Op deze manier is echt contact mogelijk. En misschien heeft het ook wel iets positiefs? Misschien durven anderen door het zien van mijn rommel ook wel eerlijker te zijn over hun eigen rommel. En door mijn rommel word ik meer een echt mens, en stel ik me kwetsbaar op. Als ik aanwezig durf te zijn in het gesprek en niet druk in mijn hoofd aan het Martha-en ben, kan ik ook van de ander ontvangen zoals Maria van Jezus ontving.

Soort van toonbaar

Natuurlijk wil ik nog steeds netter worden en probeer ik ervoor te zorgen dat alles een soort van toonbaar is als er gasten komen.
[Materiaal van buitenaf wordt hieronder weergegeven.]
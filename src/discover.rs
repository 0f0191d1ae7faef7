use std::path::{Path, PathBuf};

use tracing::{debug, warn};
use walkdir::WalkDir;

use crate::error::Error;
use crate::git::has_git_entry;

/// Finds the repositories under `root`.
///
/// Without `recursive`, only the immediate subdirectories of `root` are
/// candidates. With `recursive`, the whole tree is searched, but the walk
/// never descends into a repository once one is found (nested checkouts
/// and `.git` internals are not reported). `root` itself is never a
/// candidate. A symlink to a directory is a candidate like any other
/// directory, but the walk does not descend through it.
///
/// Directories below `root` that cannot be read are logged and skipped.
///
/// # Returns
///
/// * `Ok(Vec<PathBuf>)` sorted by path, each repository exactly once.
/// * `Err(Error::NotADirectory)` if `root` is missing or not a directory.
/// * `Err(Error::Walk)` if `root` itself cannot be read.
///
/// # Examples
///
/// ```no_run
/// use std::path::Path;
/// use gitkit::discover::discover;
///
/// for repo in discover(Path::new("."), false).unwrap() {
///     println!("{}", repo.display());
/// }
/// ```
pub fn discover(root: &Path, recursive: bool) -> Result<Vec<PathBuf>, Error> {
    if !root.is_dir() {
        return Err(Error::NotADirectory(root.to_path_buf()));
    }

    let mut walker = WalkDir::new(root).min_depth(1).follow_links(false);
    if !recursive {
        walker = walker.max_depth(1);
    }

    let mut repos = Vec::new();
    let mut it = walker.into_iter();
    while let Some(entry) = it.next() {
        let entry = match entry {
            Ok(entry) => entry,
            Err(err) if err.depth() == 0 => return Err(err.into()),
            Err(err) => {
                warn!(error = %err, "skipping unreadable path");
                continue;
            }
        };
        // Only real directories are entered; linked ones are candidates too.
        let entered = entry.file_type().is_dir();
        if !entered && !(entry.path_is_symlink() && entry.path().is_dir()) {
            continue;
        }
        let is_repo = entry.file_name() != ".git" && has_git_entry(entry.path());
        if entered && (is_repo || entry.file_name() == ".git") {
            it.skip_current_dir();
        }
        if is_repo {
            debug!(path = %entry.path().display(), "found repository");
            repos.push(entry.into_path());
        }
    }

    repos.sort();
    Ok(repos)
}

/// Display label for `repo`: its path relative to the scan root when
/// possible.
pub fn label(root: &Path, repo: &Path) -> String {
    match repo.strip_prefix(root) {
        Ok(rel) if !rel.as_os_str().is_empty() => rel.display().to_string(),
        _ => repo.display().to_string(),
    }
}
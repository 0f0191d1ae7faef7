//! Renders the commit callback handed to `git filter-repo`.
//!
//! `git filter-repo --commit-callback <body>` compiles `<body>` as the body
//! of a Python function receiving `commit`, whose identity fields and
//! message are `bytes`. Every user-supplied string is therefore emitted as
//! an escaped bytes literal.

use std::fmt::Write;

use crate::identity::RewriteRule;

/// Formats `s` as a Python bytes literal (`b"..."`) of its UTF-8 encoding.
///
/// Printable ASCII is copied through; quotes and backslashes are escaped,
/// everything else becomes `\xNN`.
pub(crate) fn bytes_literal(s: &str) -> String {
    let mut out = String::with_capacity(s.len() + 3);
    out.push_str("b\"");
    for &b in s.as_bytes() {
        match b {
            b'\\' => out.push_str("\\\\"),
            b'"' => out.push_str("\\\""),
            0x20..=0x7e => out.push(b as char),
            _ => {
                let _ = write!(out, "\\x{:02x}", b);
            }
        }
    }
    out.push('"');
    out
}

fn tuple_literal(items: &[String]) -> String {
    if items.is_empty() {
        return String::from("()");
    }
    let parts: Vec<String> = items.iter().map(|s| bytes_literal(s)).collect();
    format!("({},)", parts.join(", "))
}

fn set_literal(items: &[String]) -> String {
    let parts: Vec<String> = items.iter().map(|s| bytes_literal(s)).collect();
    format!("{{{}}}", parts.join(", "))
}

fn swap_block(role: &str) -> String {
    format!(
        "if commit.{role}_email.lower() in old_emails and \
         (old_name is None or commit.{role}_name.lower() == old_name):\n    \
         commit.{role}_name = new_name\n    \
         commit.{role}_email = new_email\n    \
         changed = True\n"
    )
}

/// Builds the callback body for `rule`.
///
/// The callback replaces author and committer independently. Trailer lines
/// are removed only from commits where at least one identity changed, and
/// the message is normalised to end with a single newline.
pub fn render(rule: &RewriteRule) -> String {
    let new = rule.new_identity();
    let old_name = match rule.old_name() {
        Some(n) => bytes_literal(n),
        None => String::from("None"),
    };

    let mut body = String::new();
    body.push_str(&format!("old_emails = {}\n", set_literal(rule.old_emails())));
    body.push_str(&format!("old_name = {}\n", old_name));
    body.push_str(&format!("new_name = {}\n", bytes_literal(&new.name)));
    body.push_str(&format!("new_email = {}\n", bytes_literal(&new.email)));
    body.push_str(&format!("trailers = {}\n", tuple_literal(rule.trailers())));
    body.push_str("changed = False\n");
    body.push_str(&swap_block("author"));
    body.push_str(&swap_block("committer"));
    body.push_str(
        "if changed and trailers:\n    \
         kept = [line for line in commit.message.split(b\"\\n\") \
         if not line.strip().lower().startswith(trailers)]\n    \
         commit.message = b\"\\n\".join(kept).rstrip(b\"\\n\") + b\"\\n\"\n",
    );
    body
}
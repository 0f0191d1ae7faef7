use std::path::PathBuf;

use clap::{Args, Parser, Subcommand};
use console::style;
use tracing_subscriber::EnvFilter;

use crate::discover::discover;
use crate::error::Error;
use crate::github::{DEFAULT_API_URL, GitHubClient};
use crate::identity::{RewriteRule, RuleError};
use crate::rewrite::{RewriteOptions, resolve_identity};
use crate::{audit, emails, git, prompt, push, rewrite};

/// Audit and rewrite commit identities across many git repositories.
#[derive(Parser, Debug)]
#[command(name = "gitkit", version)]
pub struct Cli {
    /// Log every git command and HTTP request to stderr.
    #[arg(short, long, global = true)]
    pub verbose: bool,

    #[command(subcommand)]
    pub command: Commands,
}

/// Where to look for repositories.
#[derive(Args, Debug, Clone)]
pub struct ScanArgs {
    /// Directory whose subdirectories are scanned for git repositories.
    #[arg(default_value = ".")]
    pub path: PathBuf,

    /// Search the whole tree instead of only immediate subdirectories.
    #[arg(long)]
    pub recursive: bool,
}

#[derive(Subcommand, Debug)]
pub enum Commands {
    /// Show, per repository, the identities committed under a name.
    Check {
        /// Name to look for (case-insensitive substring).
        name: String,

        #[command(flatten)]
        scan: ScanArgs,
    },

    /// List every author and committer identity per repository.
    Report {
        #[command(flatten)]
        scan: ScanArgs,
    },

    /// Rewrite author/committer identities with git-filter-repo.
    Rewrite(RewriteArgs),

    /// Force-push the current branch of every repository to origin.
    Push {
        #[command(flatten)]
        scan: ScanArgs,

        /// Print the pushes instead of running them.
        #[arg(long)]
        dry_run: bool,
    },

    /// Find the email addresses attached to your GitHub contributions.
    Emails {
        /// GitHub personal access token.
        #[arg(long, env = "GITHUB_TOKEN", hide_env_values = true)]
        token: String,

        /// GitHub API base URL (for GitHub Enterprise).
        #[arg(long, env = "GITHUB_API_URL", default_value = DEFAULT_API_URL)]
        api_url: String,
    },
}

#[derive(Args, Debug)]
pub struct RewriteArgs {
    /// New author/committer name (prompted for when omitted).
    #[arg(short = 'n', long)]
    pub name: Option<String>,

    /// New author/committer email (prompted for when omitted).
    #[arg(short = 'e', long)]
    pub email: Option<String>,

    /// Old email(s) to replace; comma-separated or repeated.
    #[arg(short = 'o', long = "old-email", value_delimiter = ',', required = true)]
    pub old_emails: Vec<String>,

    /// Only replace identities that also carry this old name.
    #[arg(short = 'O', long)]
    pub old_name: Option<String>,

    /// Trailer prefix to strip from rewritten commits, e.g. `Signed-off-by:`.
    #[arg(short = 't', long = "strip-trailer")]
    pub trailers: Vec<String>,

    /// Count matching commits without rewriting anything.
    #[arg(long)]
    pub dry_run: bool,

    /// Do not ask for confirmation.
    #[arg(short = 'y', long)]
    pub yes: bool,

    #[command(flatten)]
    pub scan: ScanArgs,
}

/// Installs the stderr `tracing` subscriber.
///
/// `RUST_LOG` wins when set; otherwise `--verbose` enables `gitkit=debug`
/// and the default is `warn`.
fn init_logging(verbose: bool) {
    let fallback = if verbose { "gitkit=debug" } else { "warn" };
    let filter = EnvFilter::try_from_default_env().unwrap_or_else(|_| EnvFilter::new(fallback));
    let _ = tracing_subscriber::fmt()
        .with_env_filter(filter)
        .with_target(false)
        .without_time()
        .with_writer(std::io::stderr)
        .try_init();
}

/// Discovers repositories, or returns `None` after telling the user there
/// are none. Requires `git` once there is work to do.
fn scan_repos(scan: &ScanArgs) -> Result<Option<Vec<PathBuf>>, Error> {
    let repos = discover(&scan.path, scan.recursive)?;
    if repos.is_empty() {
        println!(
            "{}",
            style(format!(
                "No git repositories found under {}.",
                scan.path.display()
            ))
            .yellow()
            .bold()
        );
        return Ok(None);
    }
    git::require_tool("git")?;
    Ok(Some(repos))
}

/// Runs a parsed command line.
///
/// # Exit Codes
///
/// * `0` – Success, including "nothing to do" and a declined confirmation.
/// * Errors are returned to the caller, which exits with `1`.
pub fn run(cli: Cli) -> Result<i32, Error> {
    match cli.command {
        Commands::Check { name, scan } => {
            let Some(repos) = scan_repos(&scan)? else {
                return Ok(0);
            };
            audit::check(&name, &scan.path, &repos)?;
            Ok(0)
        }
        Commands::Report { scan } => {
            let Some(repos) = scan_repos(&scan)? else {
                return Ok(0);
            };
            audit::report(&scan.path, &repos)?;
            Ok(0)
        }
        Commands::Rewrite(args) => {
            // Validate the flags before prompting for anything.
            if args.old_emails.iter().all(|e| e.trim().is_empty()) {
                return Err(RuleError::NoOldEmails.into());
            }
            let Some(repos) = scan_repos(&args.scan)? else {
                return Ok(0);
            };

            let mut string_prompter = prompt::DialoguerStringPrompter;
            let (name, email) = resolve_identity(args.name, args.email, &mut string_prompter)?;
            let rule = RewriteRule::new(
                &name,
                &email,
                &args.old_emails,
                args.old_name.as_deref(),
                &args.trailers,
            )?;

            let opts = RewriteOptions {
                dry_run: args.dry_run,
                assume_yes: args.yes,
            };
            let mut confirm_prompter = prompt::DialoguerConfirmPrompter;
            rewrite::run(&rule, &args.scan.path, &repos, opts, &mut confirm_prompter)
        }
        Commands::Push { scan, dry_run } => {
            let Some(repos) = scan_repos(&scan)? else {
                return Ok(0);
            };
            push::run(&scan.path, &repos, dry_run)
        }
        Commands::Emails { token, api_url } => {
            let client = GitHubClient::new(api_url, token)?;
            emails::run(&client)
        }
    }
}

/// Main CLI entry point for `gitkit`.
///
/// Parses arguments (printing usage and exiting with status `2` on invalid
/// flags), installs logging, and runs the selected command.
pub fn entry() -> Result<i32, Error> {
    let cli = Cli::parse();
    init_logging(cli.verbose);
    run(cli)
}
Voor mij is gastvrijheid ook dat ik daarvoor wel mijn best doe. Maar als dat een keertje niet lukt, of als iemand onverwachts op visite komt in mijn zwijnenstal, wil ik niet dat mijn eigen onzekerheid en angst me ervan weerhoud om anderen binnen te laten. Ik wil er niet vanuit gaan dat anderen me veroordelen zoals ik mezelf veroordeel. Als ik mensen binnenlaat in mijn ruimte, in mijn rommel, kan ik ook van ze ontvangen.

Welkom!

Deze inzichten zorgen ervoor dat ik nu, aarzelend en met trillende vingers, de volgende zin durf te typen. Mijn rommel en ik heten je welkom. Bij voorkeur na aankondiging, dat wel. Eén stap tegelijk.

Durf jij mensen toe te laten in jouw rommel?